The alpha 4 beta 1-integrin (CD49d, CD29) constitutively expressed on leukocytes regulates cell migration to inflammatory sites, cell activation, and development through its interactions with two alternate ligands, vascular cell adhesion molecule-1 (VCAM-1; CD106) expressed on cytokine-activated endothelium, dendritic and stromal cells, and the extracellular matrix protein fibronectin. Another alpha 4-integrin receptor, alpha 4 beta 7, expressed on leukocytes also binds VCAM-1 and fibronectin (FN), and controls homing to mucosal tissues through its interactions with mucosal vascular addressin MAdCAM-1. In vitro studies have shown that alpha 4-dependent cell adhesion is regulated by the activation state of the cell and by divalent cations. However, the existence and role of cells with different alpha 4 activation states in vivo have not been defined.
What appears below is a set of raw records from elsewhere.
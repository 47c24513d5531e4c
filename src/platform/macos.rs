// Tidymarks platform probes for macOS
// Config: ~/Library/Application Support/Tidymarks
// Data:   ~/Library/Application Support/Tidymarks

use std::env;
use std::path::PathBuf;

fn home_dir() -> PathBuf {
    PathBuf::from(env::var("HOME").unwrap_or_else(|_| String::from("/tmp")))
}

/// `~/Library/Application Support/Tidymarks`
pub fn get_config_dir() -> PathBuf {
    home_dir()
        .join("Library")
        .join("Application Support")
        .join("Tidymarks")
}

/// Same as the config directory on macOS.
pub fn get_data_dir() -> PathBuf {
    get_config_dir()
}

/// No cheap probe without extra bindings; callers fall back to a fixed budget.
pub fn available_memory_bytes() -> Option<u64> {
    None
}
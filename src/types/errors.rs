use std::time::Duration;

use rusqlite::ErrorCode;
use thiserror::Error;

// === StoreError ===

/// Errors raised by the persistent store and its lifecycle handle.
#[derive(Debug, Error)]
pub enum StoreError {
    /// The store has not been initialized (or was closed).
    #[error("Storage is not initialized: call initialize() first")]
    Uninitialized,
    /// The store cannot be used; no automatic repair applies.
    #[error("Storage unavailable: {0}")]
    Unavailable(String),
    /// The database was corrupted and the destroy-and-recreate repair also failed.
    #[error("Storage was corrupted and automatic repair failed: {0}")]
    RepairFailed(String),
    /// A schema upgrade could not take the write lock.
    #[error("Schema upgrade blocked by another connection ({0}); close other consumers and retry")]
    MigrationBlocked(String),
    /// Opening the store did not finish in time, even after recovery.
    #[error("Storage initialization timed out after {0:?}")]
    Timeout(Duration),
    /// A batch kept failing after every retry.
    #[error("Batch write failed after {attempts} attempts: {message}")]
    TransientWrite { attempts: u32, message: String },
    /// Caller supplied something the store cannot accept.
    #[error("Invalid input: {0}")]
    InvalidInput(String),
    /// Record with the given ID was not found.
    #[error("Record not found: {0}")]
    NotFound(String),
    #[error("Database error: {0}")]
    Database(#[from] rusqlite::Error),
    #[error("Serialization error: {0}")]
    Serialization(#[from] serde_json::Error),
}

impl StoreError {
    /// True when the underlying SQLite error carries the corruption signature.
    pub fn is_corruption(&self) -> bool {
        match self {
            StoreError::Database(err) => is_corruption_error(err),
            _ => false,
        }
    }

    /// True for errors a batch retry may clear.
    pub fn is_retryable(&self) -> bool {
        matches!(self, StoreError::Database(_)) && !self.is_corruption()
    }

    /// A message telling the user what to do next.
    pub fn user_message(&self) -> String {
        match self {
            StoreError::Uninitialized => {
                "The bookmark database is not open yet. Retry in a moment.".to_string()
            }
            StoreError::RepairFailed(_) => {
                "The bookmark database was damaged. An automatic repair was attempted and failed; \
                 restart the application or remove the database file."
                    .to_string()
            }
            StoreError::MigrationBlocked(_) => {
                "The bookmark database is being upgraded but another window holds it open. \
                 Close other consumers and retry."
                    .to_string()
            }
            StoreError::Timeout(_) => {
                "Opening the bookmark database took too long. Retry.".to_string()
            }
            other => format!("Bookmark storage error: {}. Retry.", other),
        }
    }
}

/// Matches the SQLite codes that mean the file itself is damaged.
pub fn is_corruption_error(err: &rusqlite::Error) -> bool {
    matches!(
        err.sqlite_error_code(),
        Some(ErrorCode::DatabaseCorrupt) | Some(ErrorCode::NotADatabase)
    )
}

/// Matches the SQLite codes that mean another connection holds a lock.
pub fn is_lock_error(err: &rusqlite::Error) -> bool {
    matches!(
        err.sqlite_error_code(),
        Some(ErrorCode::DatabaseBusy) | Some(ErrorCode::DatabaseLocked)
    )
}

// === SearchError ===

/// Errors related to search queries.
#[derive(Debug, Error)]
pub enum SearchError {
    /// No store is available to search.
    #[error("Search unavailable: storage is not initialized")]
    Uninitialized,
    /// The query or its options are malformed.
    #[error("Invalid query: {0}")]
    InvalidQuery(String),
    #[error(transparent)]
    Store(StoreError),
}

impl From<StoreError> for SearchError {
    fn from(err: StoreError) -> Self {
        match err {
            StoreError::Uninitialized => SearchError::Uninitialized,
            other => SearchError::Store(other),
        }
    }
}

// === TreeError ===

/// Errors related to in-memory tree snapshots and proposal edits.
#[derive(Debug, Error, PartialEq, Eq)]
pub enum TreeError {
    #[error("Node not found: {0}")]
    NodeNotFound(String),
    #[error("Not a folder: {0}")]
    NotAFolder(String),
    #[error("Invalid move: {0}")]
    InvalidMove(String),
    #[error("Invalid edit: {0}")]
    InvalidEdit(String),
    #[error("Root folders cannot be changed: {0}")]
    RootNode(String),
    #[error("Duplicate node id: {0}")]
    DuplicateId(String),
    #[error("Node {id} references missing parent {parent_id}")]
    OrphanNode { id: String, parent_id: String },
}

// === HostError ===

/// Errors returned by the authoritative tree host.
#[derive(Debug, Clone, Error, PartialEq, Eq)]
pub enum HostError {
    /// The id does not exist on the host (stale or never created).
    #[error("Host node not found: {0}")]
    NotFound(String),
    /// The host refused the change.
    #[error("Host rejected the request: {0}")]
    Rejected(String),
    /// The host could not be reached.
    #[error("Host unavailable: {0}")]
    Unavailable(String),
}

// === SettingsError ===

/// Errors related to settings management.
#[derive(Debug, Error)]
pub enum SettingsError {
    /// Failed to read or write the settings file.
    #[error("Settings I/O error: {0}")]
    IoError(String),
    /// Failed to serialize or deserialize settings.
    #[error("Settings serialization error: {0}")]
    SerializationError(String),
    /// The requested settings key does not exist.
    #[error("Invalid settings key: {0}")]
    InvalidKey(String),
    /// The provided value is invalid for the given key.
    #[error("Invalid settings value: {0}")]
    InvalidValue(String),
}
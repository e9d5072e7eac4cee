//! One-indexed slot storage backing the heap.
//!
//! ## Purpose
//!
//! This module provides [`Slots`], the contiguous storage of the implicit
//! tree. It is addressed by tree position: position 0 is the reserved
//! sentinel and the first value lives at position 1, so the position
//! arithmetic in [`crate::primitives::index`] needs no offset corrections.
//!
//! ## Design notes
//!
//! * **Sentinel without a value**: The sentinel slot is reserved in the address
//!   space rather than in memory, so `T` needs no placeholder value. The
//!   single position-to-offset translation lives in the `Index` impls.
//! * **Centralized Ownership**: Slots own their values; the heap never hands out
//!   mutable references into them.
//!
//! ## Invariants
//!
//! * Occupied positions are exactly `1..=len()`.
//! * Indexing the sentinel is a logic error and is caught in debug builds.

// Feature-gated imports
#[cfg(not(feature = "std"))]
use alloc::vec::Vec;
#[cfg(feature = "std")]
use std::vec::Vec;

// External dependencies
use core::ops::{Index, IndexMut};

// Internal dependencies
use crate::primitives::index::{ROOT, SENTINEL};

// ============================================================================
// Slots
// ============================================================================

/// Position-addressed storage for an implicit binary tree.
#[derive(Debug, Clone, PartialEq, Eq)]
pub struct Slots<T>(Vec<T>);

impl<T> Slots<T> {
    /// Create empty storage (sentinel only).
    #[inline]
    pub fn new() -> Self {
        Self(Vec::new())
    }

    /// Create empty storage with room for `capacity` values.
    #[inline]
    pub fn with_capacity(capacity: usize) -> Self {
        Self(Vec::with_capacity(capacity))
    }

    /// Number of occupied positions.
    #[inline]
    pub fn len(&self) -> usize {
        self.0.len()
    }

    /// Whether no position is occupied.
    #[inline]
    pub fn is_empty(&self) -> bool {
        self.0.is_empty()
    }

    /// Number of values the storage can hold without reallocating.
    #[inline]
    pub fn capacity(&self) -> usize {
        self.0.capacity()
    }

    /// Value at `pos`, or `None` for the sentinel and unoccupied positions.
    #[inline]
    pub fn get(&self, pos: usize) -> Option<&T> {
        if pos == SENTINEL {
            return None;
        }
        self.0.get(pos - ROOT)
    }

    /// Occupy the next position and return it.
    #[inline]
    pub fn push(&mut self, value: T) -> usize {
        self.0.push(value);
        self.0.len()
    }

    /// Take the value at `pos` and fill the hole with the last value.
    ///
    /// `pos` must be occupied.
    #[inline]
    pub fn take_and_fill(&mut self, pos: usize) -> T {
        debug_assert!(pos != SENTINEL, "take_and_fill: sentinel position");
        self.0.swap_remove(pos - ROOT)
    }

    /// Exchange the values at two occupied positions.
    #[inline]
    pub fn swap(&mut self, a: usize, b: usize) {
        debug_assert!(a != SENTINEL && b != SENTINEL, "swap: sentinel position");
        self.0.swap(a - ROOT, b - ROOT);
    }

    /// Drop every value (capacity is preserved).
    #[inline]
    pub fn clear(&mut self) {
        self.0.clear();
    }

    /// Occupied values in position order (position 1 first).
    #[inline]
    pub fn as_slice(&self) -> &[T] {
        &self.0
    }

    /// Mutable view of the occupied values in position order.
    #[inline]
    pub fn as_mut_slice(&mut self) -> &mut [T] {
        &mut self.0
    }

    /// Consume the storage, yielding values in position order.
    #[inline]
    pub fn into_vec(self) -> Vec<T> {
        self.0
    }
}

impl<T> Default for Slots<T> {
    fn default() -> Self {
        Self::new()
    }
}

impl<T> From<Vec<T>> for Slots<T> {
    /// Place `values` verbatim at positions `1..=values.len()`.
    fn from(values: Vec<T>) -> Self {
        Self(values)
    }
}

impl<T> Extend<T> for Slots<T> {
    fn extend<I: IntoIterator<Item = T>>(&mut self, iter: I) {
        self.0.extend(iter);
    }
}

impl<T> Index<usize> for Slots<T> {
    type Output = T;

    #[inline]
    fn index(&self, pos: usize) -> &T {
        debug_assert!(pos != SENTINEL, "index: sentinel position");
        &self.0[pos - ROOT]
    }
}

impl<T> IndexMut<usize> for Slots<T> {
    #[inline]
    fn index_mut(&mut self, pos: usize) -> &mut T {
        debug_assert!(pos != SENTINEL, "index_mut: sentinel position");
        &mut self.0[pos - ROOT]
    }
}
//! Heap-order restoration over position-addressed storage.
//!
//! ## Purpose
//!
//! This module implements the sift-up and sift-down procedures and the
//! restoration step that chooses between them after a single disturbance.
//! Bottom-up construction and in-place extraction (the heapsort pass) are
//! built from the same procedures.
//!
//! ## Design notes
//!
//! * **Strategy**: Every comparison goes through one [`Precedes`] function
//!   chosen when the heap was created.
//! * **Logical length**: Procedures take the logical length explicitly, so the
//!   heapsort pass can shrink the governed range while the storage keeps its
//!   full length.
//!
//! ## Key concepts
//!
//! * **Parent relation**: A position violates it when its value precedes the
//!   parent's value. The root never does.
//! * **Child relation**: A position violates it when its extremal child (the
//!   child that precedes the other, or the only child) precedes it. A child
//!   beyond the logical length is never a violation.
//!
//! ## Invariants
//!
//! * A restoration moves a value in one direction only.
//! * Positions outside `1..=len` are never read or written.

// Internal dependencies
use crate::primitives::index::{ROOT, last_parent, left, parent, right};
use crate::primitives::mode::Precedes;
use crate::primitives::slots::Slots;

// ============================================================================
// Restoration Outcome
// ============================================================================

/// Direction a restoration moved the disturbed value.
#[derive(Debug, Clone, Copy, PartialEq, Eq)]
pub enum Settle {
    /// The value moved toward the root.
    Up,

    /// The value moved toward the leaves.
    Down,

    /// The value was already in order.
    InPlace,
}

// ============================================================================
// Relation Checks
// ============================================================================

/// Whether the value at `pos` must move above its parent.
#[inline]
pub fn violates_parent<T>(slots: &Slots<T>, pos: usize, precedes: Precedes<T>) -> bool {
    pos > ROOT && precedes(&slots[pos], &slots[parent(pos)])
}

/// The child that would replace `pos` if `pos` moved down, if any child exists.
///
/// With two children this is the one that precedes the other; on a tie the
/// left child is chosen.
#[inline]
pub fn extremal_child<T>(
    slots: &Slots<T>,
    pos: usize,
    len: usize,
    precedes: Precedes<T>,
) -> Option<usize> {
    let l = left(pos);
    if l > len {
        return None;
    }

    let r = right(pos);
    if r <= len && precedes(&slots[r], &slots[l]) {
        Some(r)
    } else {
        Some(l)
    }
}

/// The child `pos` must swap with to repair the child relation, if any.
#[inline]
pub fn violating_child<T>(
    slots: &Slots<T>,
    pos: usize,
    len: usize,
    precedes: Precedes<T>,
) -> Option<usize> {
    extremal_child(slots, pos, len, precedes).filter(|&c| precedes(&slots[c], &slots[pos]))
}

// ============================================================================
// Sift Procedures
// ============================================================================

/// Move the value at `pos` toward the root until its parent relation holds.
///
/// Returns the final position of the value.
pub fn sift_up<T>(slots: &mut Slots<T>, mut pos: usize, precedes: Precedes<T>) -> usize {
    while violates_parent(slots, pos, precedes) {
        let p = parent(pos);
        slots.swap(pos, p);
        pos = p;
    }
    pos
}

/// Move the value at `pos` toward the leaves until its child relation holds
/// within the first `len` positions.
///
/// Returns the final position of the value.
pub fn sift_down<T>(
    slots: &mut Slots<T>,
    mut pos: usize,
    len: usize,
    precedes: Precedes<T>,
) -> usize {
    while let Some(child) = violating_child(slots, pos, len, precedes) {
        slots.swap(pos, child);
        pos = child;
    }
    pos
}

/// Re-settle a single disturbed position, moving it up or down as required.
pub fn restore<T>(slots: &mut Slots<T>, pos: usize, len: usize, precedes: Precedes<T>) -> Settle {
    debug_assert!(pos >= ROOT && pos <= len, "restore: position out of range");

    if violates_parent(slots, pos, precedes) {
        sift_up(slots, pos, precedes);
        Settle::Up
    } else if violating_child(slots, pos, len, precedes).is_some() {
        sift_down(slots, pos, len, precedes);
        Settle::Down
    } else {
        Settle::InPlace
    }
}

// ============================================================================
// Whole-Tree Passes
// ============================================================================

/// Establish heap order over positions `1..=len` from arbitrary contents.
///
/// Sifts every parent down, from the last parent to the root, in O(n).
pub fn heapify<T>(slots: &mut Slots<T>, len: usize, precedes: Precedes<T>) {
    for pos in (ROOT..=last_parent(len)).rev() {
        sift_down(slots, pos, len, precedes);
    }
}

/// Repeatedly move the root to the end of a shrinking logical range.
///
/// Requires heap order over `1..=len`. Afterwards the storage holds the
/// values ordered so that no value precedes an earlier one: ascending for a
/// max strategy, descending for a min strategy.
pub fn extract_all<T>(slots: &mut Slots<T>, len: usize, precedes: Precedes<T>) {
    let mut end = len;
    while end > ROOT {
        slots.swap(ROOT, end);
        end -= 1;
        sift_down(slots, ROOT, end, precedes);
    }
}
//! Human-readable rendering of a heap.
//!
//! Prints a short summary followed by the tree one level per line, so the
//! heap-order property can be checked by eye:
//!
//! ```text
//! Summary:
//!   Mode: min-heap
//!   Size: 6
//!
//! Levels:
//!     0: 1
//!     1: 3 2
//!     2: 5 9 8
//! ```

// External dependencies
use core::fmt::{Display, Formatter, Result};

// Internal dependencies
use crate::primitives::index::{ROOT, depth, last_parent};
use crate::structure::heap::BinaryHeap;

impl<T: Display> Display for BinaryHeap<T> {
    fn fmt(&self, f: &mut Formatter<'_>) -> Result {
        writeln!(f, "Summary:")?;
        writeln!(f, "  Mode: {}", self.mode())?;
        writeln!(f, "  Size: {}", self.size())?;
        writeln!(f)?;

        writeln!(f, "Levels:")?;

        let values = self.contents();
        if values.is_empty() {
            writeln!(f, "  (empty)")?;
            return Ok(());
        }

        // Level d spans positions 2^d ..= 2^(d+1) - 1.
        let mut first = ROOT;
        while first <= values.len() {
            let last = (first * 2 - 1).min(values.len());
            write!(f, "  {:>3}:", depth(first))?;
            for value in &values[first - ROOT..last] {
                write!(f, " {}", value)?;
            }
            writeln!(f)?;

            if first > last_parent(values.len()) {
                break;
            }
            first *= 2;
        }

        Ok(())
    }
}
Herein we show that a soluble ligand with the two N-terminal domains of human VCAM-1 fused to a human IgG1 constant region, VCAM-Ig, binds selectively to activated alpha 4-receptors on murine cells, such as those induced by Mn2+ in vitro. To determine whether the cells identified by VCAM-Ig were required under physiologic conditions, we assessed its anti-inflammatory effect. We show that VCAM-Ig is not bound to the majority of murine alpha 4+ cells after in vivo administration, yet it significantly delays the onset of adoptively transferred autoimmune diabetes. Thus, soluble VCAM-Ig can modify alpha 4-dependent disease progression, apparently by its selective action on cells with activated alpha 4-integrin receptors, thereby providing evidence for distinct alpha 4 activation states in vivo.